Into the asylum come two people. Edmund Tolleson (Finn Wittrock) as a patient, deemed mentally unfit after massacring members of the Parish in cold, wet blood. The other is the eponymous Mildred Ratched (Sarah Paulson) who is here to be a nurse, but also has vested interests regarding Tolleson, relating to  her traumatic past. The world hasn't been kind to her, and she has all the intentions of returning the favour. 

The primary fault in the writing is the awful staging- it's so slow in even beginning to state its point, forget making it.

The first we see of her, she is sitting in her car, getting gas filled, staring at a couple making out in public- there is a sense of disgust, but also of jealousy. You sense the prudish emptiness, and as the episodes lethargically unroll, her story that is at the root of this story is articulated with such cliche in its depiction of trauma and revenge, secrecy and enduring empathy that mentally, I checked out in the last two episodes. It becomes a chore, because there is no lilting drama or layered characterization that keeps you hooked (there are eccentric characters, like the gazillionaire woman with a monkey on her shoulder and a son with chopped hands and legs, but they don't elicit more than a hmm), and the end of each episode doesn't leave a potent unanswered question that makes you click "Next Episode". 

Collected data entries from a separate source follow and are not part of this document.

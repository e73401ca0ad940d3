use glam::{Mat4, Vec3, Vec4};

use crate::resources::BoundingBox;

/// Result of testing a volume against a frustum.
#[derive(Debug, Clone, Copy, PartialEq, Eq)]
pub enum ClipResult {
    Outside,
    Inside,
    Overlap,
}

/// Six normalized planes (`xyz` normal pointing inwards, `w` offset).
#[derive(Debug, Clone, Copy, PartialEq)]
pub struct Frustum {
    planes: [Vec4; 6], // Left, Right, Bottom, Top, Near, Far
}

impl Default for Frustum {
    fn default() -> Self {
        Self::from_matrix(Mat4::IDENTITY)
    }
}

impl Frustum {
    /// Extracts the planes of a view-projection matrix with OpenGL clip
    /// conventions (z in [-1, 1]).
    #[must_use]
    pub fn from_matrix(m: Mat4) -> Self {
        let rows = [m.row(0), m.row(1), m.row(2), m.row(3)];

        // Gribb-Hartmann
        let mut planes = [
            rows[3] + rows[0], // Left
            rows[3] - rows[0], // Right
            rows[3] + rows[1], // Bottom
            rows[3] - rows[1], // Top
            rows[3] + rows[2], // Near
            rows[3] - rows[2], // Far
        ];

        for plane in &mut planes {
            let length = plane.truncate().length();
            if length > f32::EPSILON {
                *plane /= length;
            }
        }

        Self { planes }
    }

    #[inline]
    #[must_use]
    pub fn planes(&self) -> &[Vec4; 6] {
        &self.planes
    }

    #[inline]
    fn distance(plane: Vec4, point: Vec3) -> f32 {
        plane.truncate().dot(point) + plane.w
    }

    pub fn test_sphere(&self, center: Vec3, radius: f32) -> ClipResult {
        let mut overlap = false;
        for plane in &self.planes {
            let dist = Self::distance(*plane, center);
            if dist < -radius {
                return ClipResult::Outside;
            }
            if dist < radius {
                overlap = true;
            }
        }
        if overlap {
            ClipResult::Overlap
        } else {
            ClipResult::Inside
        }
    }

    pub fn test_box(&self, aabb: &BoundingBox) -> ClipResult {
        let center = aabb.center();
        let half = aabb.half_size();
        let mut overlap = false;
        for plane in &self.planes {
            let n = plane.truncate();
            let r = half.x * n.x.abs() + half.y * n.y.abs() + half.z * n.z.abs();
            let dist = Self::distance(*plane, center);
            if dist < -r {
                return ClipResult::Outside;
            }
            if dist <= r {
                overlap = true;
            }
        }
        if overlap {
            ClipResult::Overlap
        } else {
            ClipResult::Inside
        }
    }

    /// True unless the sphere is completely outside.
    #[inline]
    pub fn intersects_sphere(&self, center: Vec3, radius: f32) -> bool {
        self.test_sphere(center, radius) != ClipResult::Outside
    }

    /// True unless the box is completely outside.
    #[inline]
    pub fn intersects_box(&self, aabb: &BoundingBox) -> bool {
        self.test_box(aabb) != ClipResult::Outside
    }
}

#[cfg(test)]
mod tests {
    use super::*;

    fn looking_down_neg_z() -> Frustum {
        let projection = Mat4::perspective_rh_gl(90f32.to_radians(), 1.0, 1.0, 100.0);
        Frustum::from_matrix(projection * Mat4::IDENTITY)
    }

    #[test]
    fn box_classification() {
        let frustum = looking_down_neg_z();

        let inside = BoundingBox::from_center_half_size(Vec3::new(0.0, 0.0, -10.0), Vec3::ONE);
        let straddling = BoundingBox::from_center_half_size(Vec3::new(0.0, 0.0, -1.0), Vec3::ONE);
        let behind = BoundingBox::from_center_half_size(Vec3::new(0.0, 0.0, 10.0), Vec3::ONE);

        assert_eq!(frustum.test_box(&inside), ClipResult::Inside);
        assert_eq!(frustum.test_box(&straddling), ClipResult::Overlap);
        assert_eq!(frustum.test_box(&behind), ClipResult::Outside);
    }

    #[test]
    fn sphere_beyond_far_plane_is_outside() {
        let frustum = looking_down_neg_z();
        assert!(!frustum.intersects_sphere(Vec3::new(0.0, 0.0, -120.0), 5.0));
        assert!(frustum.intersects_sphere(Vec3::new(0.0, 0.0, -102.0), 5.0));
    }
}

The primary fault in the writing is the awful staging- it's so slow in even beginning to state its point, forget making it, and in the interim the drama is flat, and the dialogues are too showy without showing much – there's an entire altercation between nurse Ratched and her adversary, the head nurse Betsy Bucket (Judy Davis) about a peach. It's meandering and doesn't have that punch that such confrontations should. 

Paulson is saddled with a mysterious character, but it doesn't take too long for the mystery to get on your nerves, it's like being on a date with someone who is self-aware and proud of their mysterious air, milking it with obviousness. I wouldn't be so annoyed about how she refuses to be grasped, slipping through everytime you think you figured her out, if she weren't the only character worthy of interest. Everyone else, if not saddled with caricature, is saddled with witless cardboard like personalities. 

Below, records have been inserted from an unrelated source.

//! Camera
//!
//! A camera owns its local `eye`/`center`/`up` vectors and projection
//! parameters, and lazily derives view, projection and view-projection
//! matrices plus the frustum planes from them.
//!
//! # Lazy updates
//!
//! Every mutating setter bumps a generation counter. The derived matrices
//! remember the generation they were computed for; [`Camera::update_matrices`]
//! recomputes everything when the two differ. Fields that do not affect the
//! matrices (`layers`, clear flags, background) are plain public fields and
//! never invalidate anything.
//!
//! # Node binding
//!
//! A camera attached to a scene node resolves its vectors through the node's
//! world matrix, which the scene pushes in during collection. Its local eye
//! is kept at the origin; moving such a camera means moving the node (see
//! [`Scene::camera_look_at`](crate::scene::Scene::camera_look_at) and
//! [`Scene::camera_orbit`](crate::scene::Scene::camera_orbit)).

use glam::{Mat4, Quat, Vec2, Vec3, Vec4};
use serde::{Deserialize, Serialize};

use crate::backend::{TextureHandle, Viewport};
use crate::errors::{RenderError, Result};
use crate::resources::MaterialKey;
use crate::scene::NodeKey;
use crate::scene::frustum::{ClipResult, Frustum};

pub const DEFAULT_EYE: Vec3 = Vec3::ZERO;
pub const DEFAULT_CENTER: Vec3 = Vec3::new(0.0, 0.0, -100.0);
pub const DEFAULT_UP: Vec3 = Vec3::Y;

#[derive(Debug, Clone, Copy, PartialEq, Eq, Default, Serialize, Deserialize)]
pub enum ProjectionType {
    #[default]
    Perspective,
    /// Orthographic sized by `frustum_size` and the final aspect.
    Orthographic,
    /// Orthographic with an explicit rectangle.
    Ortho2D,
}

/// Explicit rectangle used by [`ProjectionType::Ortho2D`].
#[derive(Debug, Clone, Copy, PartialEq, Serialize, Deserialize)]
pub struct OrthoRect {
    pub left: f32,
    pub right: f32,
    pub bottom: f32,
    pub top: f32,
}

impl Default for OrthoRect {
    fn default() -> Self {
        Self {
            left: -1.0,
            right: 1.0,
            bottom: -1.0,
            top: 1.0,
        }
    }
}

/// World-space ray.
#[derive(Debug, Clone, Copy, PartialEq)]
pub struct Ray {
    pub origin: Vec3,
    pub direction: Vec3,
}

/// Serializable camera parameters.
#[derive(Debug, Clone, PartialEq, Serialize, Deserialize)]
#[serde(default)]
pub struct CameraConfig {
    pub projection: ProjectionType,
    pub eye: Vec3,
    pub center: Vec3,
    pub up: Vec3,
    pub near: f32,
    pub far: f32,
    pub fov: f32,
    pub aspect: f32,
    pub frustum_size: f32,
    pub ortho: OrthoRect,
    pub viewport: Vec4,
    pub layers: u32,
    pub background_color: Vec4,
    pub clear_color: bool,
    pub clear_depth: bool,
    pub render_to_texture: bool,
    pub show_frame: bool,
    pub enabled: bool,
}

impl Default for CameraConfig {
    fn default() -> Self {
        Self {
            projection: ProjectionType::Perspective,
            eye: DEFAULT_EYE,
            center: DEFAULT_CENTER,
            up: DEFAULT_UP,
            near: 0.1,
            far: 1000.0,
            fov: 45.0,
            aspect: 1.0,
            frustum_size: 50.0,
            ortho: OrthoRect::default(),
            viewport: Vec4::new(0.0, 0.0, 1.0, 1.0),
            layers: 3,
            background_color: Vec4::new(0.0, 0.0, 0.0, 1.0),
            clear_color: true,
            clear_depth: true,
            render_to_texture: false,
            show_frame: true,
            enabled: true,
        }
    }
}

#[derive(Debug, Clone)]
pub struct Camera {
    projection: ProjectionType,
    eye: Vec3,
    center: Vec3,
    up: Vec3,
    near: f32,
    far: f32,
    /// Vertical field of view in degrees.
    fov: f32,
    aspect: f32,
    frustum_size: f32,
    ortho: OrthoRect,
    /// Normalized viewport rectangle (x, y, w, h in [0, 1]).
    viewport: Vec4,
    final_aspect: f32,

    pub layers: u32,
    pub enabled: bool,
    pub background_color: Vec4,
    pub clear_color: bool,
    pub clear_depth: bool,
    /// Material used instead of each instance's own.
    pub overwrite_material: Option<MaterialKey>,
    /// Show the offscreen frame on screen after rendering to it.
    pub show_frame: bool,

    // === Node binding ===
    node: Option<NodeKey>,
    node_matrix: Option<Mat4>,

    // === Offscreen frame ===
    render_to_texture: bool,
    frame: Option<TextureHandle>,
    released_frames: Vec<TextureHandle>,

    // === Derived (lazily updated) ===
    generation: u64,
    matrices_generation: u64,
    custom_projection: Option<Mat4>,
    view_matrix: Mat4,
    projection_matrix: Mat4,
    view_projection_matrix: Mat4,
    previous_view_projection_matrix: Mat4,
    model_matrix: Mat4,
    frustum: Frustum,

    // === Per-frame bookkeeping written by the renderer ===
    pub(crate) rendering_index: i32,
    last_viewport_in_pixels: Viewport,
    last_full_viewport: Viewport,
}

This quickly gets insufferable when we are introduced to  Charlotte Wells (Sophie Okonedo) , the character with multiple personality disorder, who rambles on about Schubert, Shostakovich, and Hitler in these L.O.N.G incoherent monologues. I heard myself sigh everytime she entered the frame. Her backstory too, while gruesome, is too drama-check-listy. 

What perhaps is redeemable is the messaging. Mildred finds comfort in her lesbianism, reconciling with her inner Victorian mores. There is a nice moment when she is sitting opposite her date Gwendolyn Briggs (Cynthia Nixon) at the oyster bar, and she looks at the oysters and says, "I am not even sure how I'm meant to do this." She was talking about eating oysters, but she might as well be referring to Gwendolyn. 

There's also very potent messaging here against capital punishment or at least the sick violence inherent in it. Tolleson becomes a pawn in the Governor's re-election campaign. He is hoping that putting this murderer in an electric chair in front of the magnesium flashes of the media photographers might get him a leg up on the polls, even if it means a moment of absurd barbarism. The governor notes, "I am not a politician, I am a performer." This was 1947. This is 2020. Some things are just not meant to change.